● Brief:
Please retype every entry below, keeping it exactly the same.

Entries supplied START

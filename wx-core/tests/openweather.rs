//! OpenWeatherClient against a mocked provider.

use serde_json::json;
use wiremock::matchers::{method, path, query_param};
use wiremock::{Mock, MockServer, ResponseTemplate};
use wx_core::{Endpoint, OpenWeatherClient, Report, Units, WeatherError, WeatherProvider, fetch_report};

fn client(server: &MockServer) -> OpenWeatherClient {
    OpenWeatherClient::new("TEST_KEY".to_string(), Units::Metric, server.uri())
}

#[tokio::test]
async fn current_sends_location_key_and_units() {
    let server = MockServer::start().await;

    Mock::given(method("GET"))
        .and(path("/data/2.5/weather"))
        .and(query_param("q", "Paris, FR"))
        .and(query_param("appid", "TEST_KEY"))
        .and(query_param("units", "metric"))
        .respond_with(ResponseTemplate::new(200).set_body_json(json!({
            "name": "Paris",
            "sys": { "country": "FR" },
            "main": { "temp": 18.3, "humidity": 55 },
            "wind": { "speed": 2.1 },
            "weather": [{ "description": "few clouds" }]
        })))
        .expect(1)
        .mount(&server)
        .await;

    let report = fetch_report(&client(&server), Endpoint::Current, "Paris, FR").await.unwrap();

    match report {
        Report::Current(record) => {
            assert_eq!(record.location, "Paris, FR");
            assert_eq!(record.temperature, 18.3);
        }
        other => panic!("unexpected report: {other:?}"),
    }
}

#[tokio::test]
async fn non_success_status_is_provider_error_with_message() {
    let server = MockServer::start().await;

    Mock::given(method("GET"))
        .and(path("/data/2.5/weather"))
        .respond_with(
            ResponseTemplate::new(404)
                .set_body_json(json!({ "cod": "404", "message": "city not found" })),
        )
        .mount(&server)
        .await;

    let err = client(&server).fetch(Endpoint::Current, "Atlantis").await.unwrap_err();

    match err {
        WeatherError::Provider { status, message } => {
            assert_eq!(status, 404);
            assert_eq!(message, "city not found");
        }
        other => panic!("unexpected error: {other:?}"),
    }
}

#[tokio::test]
async fn malformed_body_is_decode_error() {
    let server = MockServer::start().await;

    Mock::given(method("GET"))
        .and(path("/data/2.5/forecast"))
        .respond_with(ResponseTemplate::new(200).set_body_string("{ not json"))
        .mount(&server)
        .await;

    let err = client(&server).fetch(Endpoint::Forecast, "Oslo").await.unwrap_err();
    assert!(matches!(err, WeatherError::Decode(_)), "got {err:?}");
}

#[tokio::test]
async fn unreachable_host_is_network_error_without_api_key() {
    // Nothing listens on port 1.
    let client =
        OpenWeatherClient::new("SECRET_KEY_123".to_string(), Units::Metric, "http://127.0.0.1:1");

    let err = client.fetch(Endpoint::Current, "Oslo").await.unwrap_err();
    assert!(matches!(err, WeatherError::Network(_)), "got {err:?}");

    let msg = err.to_string();
    assert!(msg.contains("127.0.0.1:1/data/2.5/weather"), "{msg}");
    assert!(!msg.contains("SECRET_KEY_123"), "{msg}");
    assert!(!format!("{err:?}").contains("SECRET_KEY_123"));
}

#[tokio::test]
async fn empty_location_makes_no_request() {
    let server = MockServer::start().await;

    Mock::given(method("GET"))
        .respond_with(ResponseTemplate::new(200))
        .expect(0)
        .mount(&server)
        .await;

    let err = client(&server).fetch(Endpoint::Current, "").await.unwrap_err();
    assert!(matches!(err, WeatherError::Usage(_)));
}

#[tokio::test]
async fn alerts_geocode_then_query_one_call() {
    let server = MockServer::start().await;

    Mock::given(method("GET"))
        .and(path("/geo/1.0/direct"))
        .and(query_param("q", "Miami, US"))
        .and(query_param("limit", "1"))
        .respond_with(ResponseTemplate::new(200).set_body_json(json!([
            { "name": "Miami", "lat": 25.77, "lon": -80.19, "country": "US" }
        ])))
        .expect(1)
        .mount(&server)
        .await;

    Mock::given(method("GET"))
        .and(path("/data/3.0/onecall"))
        .and(query_param("lat", "25.77"))
        .and(query_param("lon", "-80.19"))
        .and(query_param("appid", "TEST_KEY"))
        .respond_with(ResponseTemplate::new(200).set_body_json(json!({
            "current": {
                "temp": 29.0, "humidity": 78, "wind_speed": 6.2,
                "weather": [{ "description": "thunderstorm" }]
            },
            "alerts": [{
                "sender_name": "NWS Miami",
                "event": "Hurricane Warning",
                "start": 1_700_000_000,
                "end": 1_700_100_000,
                "description": "Take shelter."
            }]
        })))
        .expect(1)
        .mount(&server)
        .await;

    let report = fetch_report(&client(&server), Endpoint::Alerts, "Miami, US").await.unwrap();

    let Report::Alerts(record) = report else {
        panic!("expected alerts report");
    };
    assert_eq!(record.location, "Miami, US");
    let alerts = record.alerts.unwrap();
    assert_eq!(alerts.len(), 1);
    assert_eq!(alerts[0].event, "Hurricane Warning");
}

#[tokio::test]
async fn alerts_for_unknown_location_is_provider_404() {
    let server = MockServer::start().await;

    Mock::given(method("GET"))
        .and(path("/geo/1.0/direct"))
        .respond_with(ResponseTemplate::new(200).set_body_json(json!([])))
        .mount(&server)
        .await;

    Mock::given(method("GET"))
        .and(path("/data/3.0/onecall"))
        .respond_with(ResponseTemplate::new(200))
        .expect(0)
        .mount(&server)
        .await;

    let err = client(&server).fetch(Endpoint::Alerts, "Nowhere").await.unwrap_err();
    match err {
        WeatherError::Provider { status, message } => {
            assert_eq!(status, 404);
            assert!(message.contains("Nowhere"));
        }
        other => panic!("unexpected error: {other:?}"),
    }
}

Entries supplied END

● Answer to the problem:
filename wx-core/tests/openweather.rs
//! OpenWeatherClient against a mocked provider.

use serde_json::json;
use wiremock::matchers::{method, path, query_param};
use wiremock::{Mock, MockServer, ResponseTemplate};
use wx_core::{Endpoint, OpenWeatherClient, Report, Units, WeatherError, WeatherProvider, fetch_report};

fn client(server: &MockServer) -> OpenWeatherClient {
    OpenWeatherClient::new("TEST_KEY".to_string(), Units::Metric, server.uri())
}

#[tokio::test]
async fn current_sends_location_key_and_units() {
    let server = MockServer::start().await;

    Mock::given(method("GET"))
        .and(path("/data/2.5/weather"))
        .and(query_param("q", "Paris, FR"))
        .and(query_param("appid", "TEST_KEY"))
        .and(query_param("units", "metric"))
        .respond_with(ResponseTemplate::new(200).set_body_json(json!({
            "name": "Paris",
            "sys": { "country": "FR" },
            "main": { "temp": 18.3, "humidity": 55 },
            "wind": { "speed": 2.1 },
            "weather": [{ "description": "few clouds" }]
        })))
        .expect(1)
        .mount(&server)
        .await;

    let report = fetch_report(&client(&server), Endpoint::Current, "Paris, FR").await.unwrap();

    match report {
        Report::Current(record) => {
            assert_eq!(record.location, "Paris, FR");
            assert_eq!(record.temperature, 18.3);
        }
        other => panic!("unexpected report: {other:?}"),
    }
}

#[tokio::test]
async fn non_success_status_is_provider_error_with_message() {
    let server = MockServer::start().await;

    Mock::given(method("GET"))
        .and(path("/data/2.5/weather"))
        .respond_with(
            ResponseTemplate::new(404)
                .set_body_json(json!({ "cod": "404", "message": "city not found" })),
        )
        .mount(&server)
        .await;

    let err = client(&server).fetch(Endpoint::Current, "Atlantis").await.unwrap_err();

    match err {
        WeatherError::Provider { status, message } => {
            assert_eq!(status, 404);
            assert_eq!(message, "city not found");
        }
        other => panic!("unexpected error: {other:?}"),
    }
}

#[tokio::test]
async fn malformed_body_is_decode_error() {
    let server = MockServer::start().await;

    Mock::given(method("GET"))
        .and(path("/data/2.5/forecast"))
        .respond_with(ResponseTemplate::new(200).set_body_string("{ not json"))
        .mount(&server)
        .await;

    let err = client(&server).fetch(Endpoint::Forecast, "Oslo").await.unwrap_err();
    assert!(matches!(err, WeatherError::Decode(_)), "got {err:?}");
}

#[tokio::test]
async fn unreachable_host_is_network_error_without_api_key() {
    // Nothing listens on port 1.
    let client =
        OpenWeatherClient::new("SECRET_KEY_123".to_string(), Units::Metric, "http://127.0.0.1:1");

    let err = client.fetch(Endpoint::Current, "Oslo").await.unwrap_err();
    assert!(matches!(err, WeatherError::Network(_)), "got {err:?}");

    let msg = err.to_string();
    assert!(msg.contains("127.0.0.1:1/data/2.5/weather"), "{msg}");
    assert!(!msg.contains("SECRET_KEY_123"), "{msg}");
    assert!(!format!("{err:?}").contains("SECRET_KEY_123"));
}

#[tokio::test]
async fn empty_location_makes_no_request() {
    let server = MockServer::start().await;

    Mock::given(method("GET"))
        .respond_with(ResponseTemplate::new(200))
        .expect(0)
        .mount(&server)
        .await;

    let err = client(&server).fetch(Endpoint::Current, "").await.unwrap_err();
    assert!(matches!(err, WeatherError::Usage(_)));
}

#[tokio::test]
async fn alerts_geocode_then_query_one_call() {
    let server = MockServer::start().await;

    Mock::given(method("GET"))
        .and(path("/geo/1.0/direct"))
        .and(query_param("q", "Miami, US"))
        .and(query_param("limit", "1"))
        .respond_with(ResponseTemplate::new(200).set_body_json(json!([
            { "name": "Miami", "lat": 25.77, "lon": -80.19, "country": "US" }
        ])))
        .expect(1)
        .mount(&server)
        .await;

    Mock::given(method("GET"))
        .and(path("/data/3.0/onecall"))
        .and(query_param("lat", "25.77"))
        .and(query_param("lon", "-80.19"))
        .and(query_param("appid", "TEST_KEY"))
        .respond_with(ResponseTemplate::new(200).set_body_json(json!({
            "current": {
                "temp": 29.0, "humidity": 78, "wind_speed": 6.2,
                "weather": [{ "description": "thunderstorm" }]
            },
            "alerts": [{
                "sender_name": "NWS Miami",
                "event": "Hurricane Warning",
                "start": 1_700_000_000,
                "end": 1_700_100_000,
                "description": "Take shelter."
            }]
        })))
        .expect(1)
        .mount(&server)
        .await;

    let report = fetch_report(&client(&server), Endpoint::Alerts, "Miami, US").await.unwrap();

    let Report::Alerts(record) = report else {
        panic!("expected alerts report");
    };
    assert_eq!(record.location, "Miami, US");
    let alerts = record.alerts.unwrap();
    assert_eq!(alerts.len(), 1);
    assert_eq!(alerts[0].event, "Hurricane Warning");
}

#[tokio::test]
async fn alerts_for_unknown_location_is_provider_404() {
    let server = MockServer::start().await;

    Mock::given(method("GET"))
        .and(path("/geo/1.0/direct"))
        .respond_with(ResponseTemplate::new(200).set_body_json(json!([])))
        .mount(&server)
        .await;

    Mock::given(method("GET"))
        .and(path("/data/3.0/onecall"))
        .respond_with(ResponseTemplate::new(200))
        .expect(0)
        .mount(&server)
        .await;

    let err = client(&server).fetch(Endpoint::Alerts, "Nowhere").await.unwrap_err();
    match err {
        WeatherError::Provider { status, message } => {
            assert_eq!(status, 404);
            assert!(message.contains("Nowhere"));
        }
        other => panic!("unexpected error: {other:?}"),
    }
}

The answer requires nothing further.